Open j0h0k0i0m opened 1 month ago
Hi! Just to clarify, is android app generating different tokens compared to python example or is it decoding tokens to string incorrectly?
Dear @vraspar
Hello.
It's an issue with token decoding. Unlike English, the Phi model contains only a few Korean tokens, so generating a single Korean character often requires a combination of multiple tokens.
I resolved the issue where the decoded string from a token wasn’t output by storing it and combining it with the next token before outputting. However, this is a temporary workaround.
In MainActivity.java
, I checked String tok
using isEmpty()
to decide whether to store or output it. I hope this can be helpful as a reference.

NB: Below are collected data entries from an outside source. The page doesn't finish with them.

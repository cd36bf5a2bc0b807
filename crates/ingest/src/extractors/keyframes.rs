use std::path::{Path, PathBuf};

use crate::error::Result;
use crate::traits::MediaToolkit;

pub const DEFAULT_KEYFRAMES: usize = 5;
const MIN_KEYFRAMES: usize = 3;
const MAX_KEYFRAMES: usize = 5;
/// Keeps the last grab inside the stream
const END_MARGIN: f64 = 0.05;

#[derive(Debug, Clone, PartialEq)]
pub struct Keyframe {
    pub index: usize,
    pub at_seconds: f64,
    pub path: PathBuf,
}

pub fn clamp_count(requested: usize) -> usize {
    requested.clamp(MIN_KEYFRAMES, MAX_KEYFRAMES)
}

/// `count` evenly spaced timestamps from the start to the end of the video.
pub fn keyframe_times(duration: f64, count: usize) -> Vec<f64> {
    let last = (duration - END_MARGIN).max(0.0);

    match count {
        0 => Vec::new(),
        1 => vec![0.0],
        n => (0..n).map(|i| last * i as f64 / (n - 1) as f64).collect(),
    }
}

/// Grabs `count` (clamped to 3..=5) frames into `out_dir`. Frames the tool
/// cannot decode are skipped.
pub async fn extract_keyframes(
    media: &dyn MediaToolkit,
    video: &Path,
    count: usize,
    out_dir: &Path,
) -> Result<(f64, Vec<Keyframe>)> {
    let duration = media.video_duration(video).await?;
    tokio::fs::create_dir_all(out_dir).await?;

    let mut frames = Vec::new();
    for (index, at_seconds) in keyframe_times(duration, clamp_count(count)).into_iter().enumerate() {
        let path = out_dir.join(format!("frame_{:02}.jpg", index));
        match media.extract_frame(video, at_seconds, &path).await {
            Ok(()) => frames.push(Keyframe {
                index,
                at_seconds,
                path,
            }),
            Err(e) => tracing::warn!("Skipping keyframe {} at {:.2}s: {}", index, at_seconds, e),
        }
    }

    tracing::debug!("Extracted {} keyframes from {}", frames.len(), video.display());
    Ok((duration, frames))
}
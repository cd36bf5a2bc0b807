use axum::{
    Router,
    routing::{get, post},
};

use super::handlers::{get_category, list_rankings, update_rankings};
use crate::state::AppState;

pub fn routes() -> Router<AppState> {
    Router::new()
        .route("/rankings", get(list_rankings))
        .route("/rankings/:category", get(get_category))
        .route("/update", post(update_rankings))
}
use std::collections::BTreeMap;

use chrono::{DateTime, Utc};
use serde::{Deserialize, Serialize};
use utoipa::ToSchema;

use super::normalized_name::PlayerId;

pub const RATING_KEYS: [&str; 5] = ["serve", "receive", "attack", "defense", "tactics"];

#[derive(Debug, Clone, Serialize, Deserialize, ToSchema)]
pub struct MatchHistoryEntry {
    pub match_id: String,
    pub video_id: String,
    pub opponent: String,
    pub date: String,
    pub result: String,
    pub ratings: BTreeMap<String, f64>,
    #[schema(value_type = Vec<Object>)]
    #[serde(default)]
    pub strengths: Vec<serde_json::Value>,
    #[schema(value_type = Vec<Object>)]
    #[serde(default)]
    pub weaknesses: Vec<serde_json::Value>,
    pub created_at: DateTime<Utc>,
    #[serde(skip_serializing_if = "Option::is_none")]
    pub updated_at: Option<DateTime<Utc>>,
}

#[derive(Debug, Clone, Serialize, Deserialize, ToSchema)]
pub struct PlayerProfile {
    pub player_id: String,
    pub display_name: String,
    pub aliases: Vec<String>,
    pub country: Option<String>,
    pub country_code: Option<String>,
    pub avatar_url: Option<String>,
    pub ittf_id: Option<String>,
    pub aggregate_ratings: BTreeMap<String, f64>,
    pub match_history: Vec<MatchHistoryEntry>,
    pub total_matches: usize,
    pub created_at: DateTime<Utc>,
    pub last_updated: DateTime<Utc>,
}

impl PlayerProfile {
    pub fn new(display_name: &str) -> Self {
        let now = Utc::now();
        Self {
            player_id: PlayerId::from_name(display_name).into_inner(),
            display_name: display_name.trim().to_string(),
            aliases: Vec::new(),
            country: None,
            country_code: None,
            avatar_url: None,
            ittf_id: None,
            aggregate_ratings: BTreeMap::new(),
            match_history: Vec::new(),
            total_matches: 0,
            created_at: now,
            last_updated: now,
        }
    }

    /// Inserts or replaces the history entry for `entry.video_id` and
    /// recomputes the aggregate ratings. New entries go to the front.
    pub fn record_match(&mut self, entry: MatchHistoryEntry) {
        let now = Utc::now();

        if let Some(existing) = self
            .match_history
            .iter_mut()
            .find(|m| m.video_id == entry.video_id)
        {
            existing.ratings = entry.ratings;
            existing.strengths = entry.strengths;
            existing.weaknesses = entry.weaknesses;
            existing.result = entry.result;
            existing.updated_at = Some(now);
        } else {
            self.match_history.insert(0, entry);
        }

        self.total_matches = self.match_history.len();
        self.aggregate_ratings = aggregate_ratings(&self.match_history);
        self.last_updated = now;
    }

    /// Remembers another spelling of the player's name. Blank names, the
    /// display name and spellings already known (ignoring case) are skipped.
    pub fn add_alias(&mut self, name: &str) -> bool {
        let name = name.trim();
        if name.is_empty() || name.eq_ignore_ascii_case(&self.display_name) {
            return false;
        }
        if self.aliases.iter().any(|a| a.eq_ignore_ascii_case(name)) {
            return false;
        }
        self.aliases.push(name.to_string());
        true
    }
}

/// Mean of each rating key across the history, rounded to one decimal.
/// Keys never rated are left out.
pub fn aggregate_ratings(history: &[MatchHistoryEntry]) -> BTreeMap<String, f64> {
    let mut aggregate = BTreeMap::new();

    for key in RATING_KEYS {
        let values: Vec<f64> = history
            .iter()
            .filter_map(|m| m.ratings.get(key).copied())
            .filter(|v| v.is_finite())
            .collect();

        if values.is_empty() {
            continue;
        }

        let mean = values.iter().sum::<f64>() / values.len() as f64;
        aggregate.insert(key.to_string(), (mean * 10.0).round() / 10.0);
    }

    aggregate
}

#[cfg(test)]
mod tests {
    use super::*;

    fn entry(video_id: &str, ratings: &[(&str, f64)]) -> MatchHistoryEntry {
        MatchHistoryEntry {
            match_id: format!("m-{}", video_id),
            video_id: video_id.to_string(),
            opponent: "Opponent".to_string(),
            date: "2025-01-01".to_string(),
            result: "unknown".to_string(),
            ratings: ratings.iter().map(|(k, v)| (k.to_string(), *v)).collect(),
            strengths: vec![],
            weaknesses: vec![],
            created_at: Utc::now(),
            updated_at: None,
        }
    }

    #[test]
    fn test_aggregate_ratings_mean_and_rounding() {
        let history = vec![
            entry("a", &[("serve", 8.0), ("attack", 9.0)]),
            entry("b", &[("serve", 7.25)]),
        ];
        let agg = aggregate_ratings(&history);
        assert_eq!(agg.get("serve"), Some(&7.6));
        assert_eq!(agg.get("attack"), Some(&9.0));
        assert!(!agg.contains_key("defense"));
    }

    #[test]
    fn test_record_match_upserts_by_video() {
        let mut profile = PlayerProfile::new("Fan Zhendong");
        assert_eq!(profile.player_id, "fan_zhendong");

        profile.record_match(entry("v1", &[("serve", 6.0)]));
        profile.record_match(entry("v2", &[("serve", 8.0)]));
        assert_eq!(profile.total_matches, 2);
        assert_eq!(profile.match_history[0].video_id, "v2");

        profile.record_match(entry("v1", &[("serve", 10.0)]));
        assert_eq!(profile.total_matches, 2);
        assert_eq!(profile.aggregate_ratings.get("serve"), Some(&9.0));
        assert!(profile.match_history[1].updated_at.is_some());
    }

    #[test]
    fn test_add_alias_skips_known_spellings() {
        let mut profile = PlayerProfile::new("Fan Zhendong");
        assert!(profile.add_alias("FAN Zhendong (CHN)"));
        assert!(!profile.add_alias("fan zhendong"));
        assert!(!profile.add_alias("  "));
        assert!(!profile.add_alias("fan zhendong (chn)"));
        assert!(profile.add_alias("Zhendong Fan"));
        assert_eq!(profile.aliases, vec!["FAN Zhendong (CHN)", "Zhendong Fan"]);
    }
}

@j0h0k0i0m Could you share the prompt you're using with the phi3.5 model? And what you expect as the returned decoded string? cc @wenbingl
Hello. I am trying to run phi-3.5 ONNX on Android. I'm reaching out because I'm not sure how to resolve the issue related to token to string conversion. This occurs when I instruct it to output in a different language, and I confirm through the logs that the output is not being generated.
When I execute the phi 3.5 tokenizer in Python, the output is
안녕하세요!
, but the android output is안하세요!
. I want to decode three tokens([238, 136, 152]) to obtain the correct results. I would appreciate any guidance on how to achieve this. Thank you.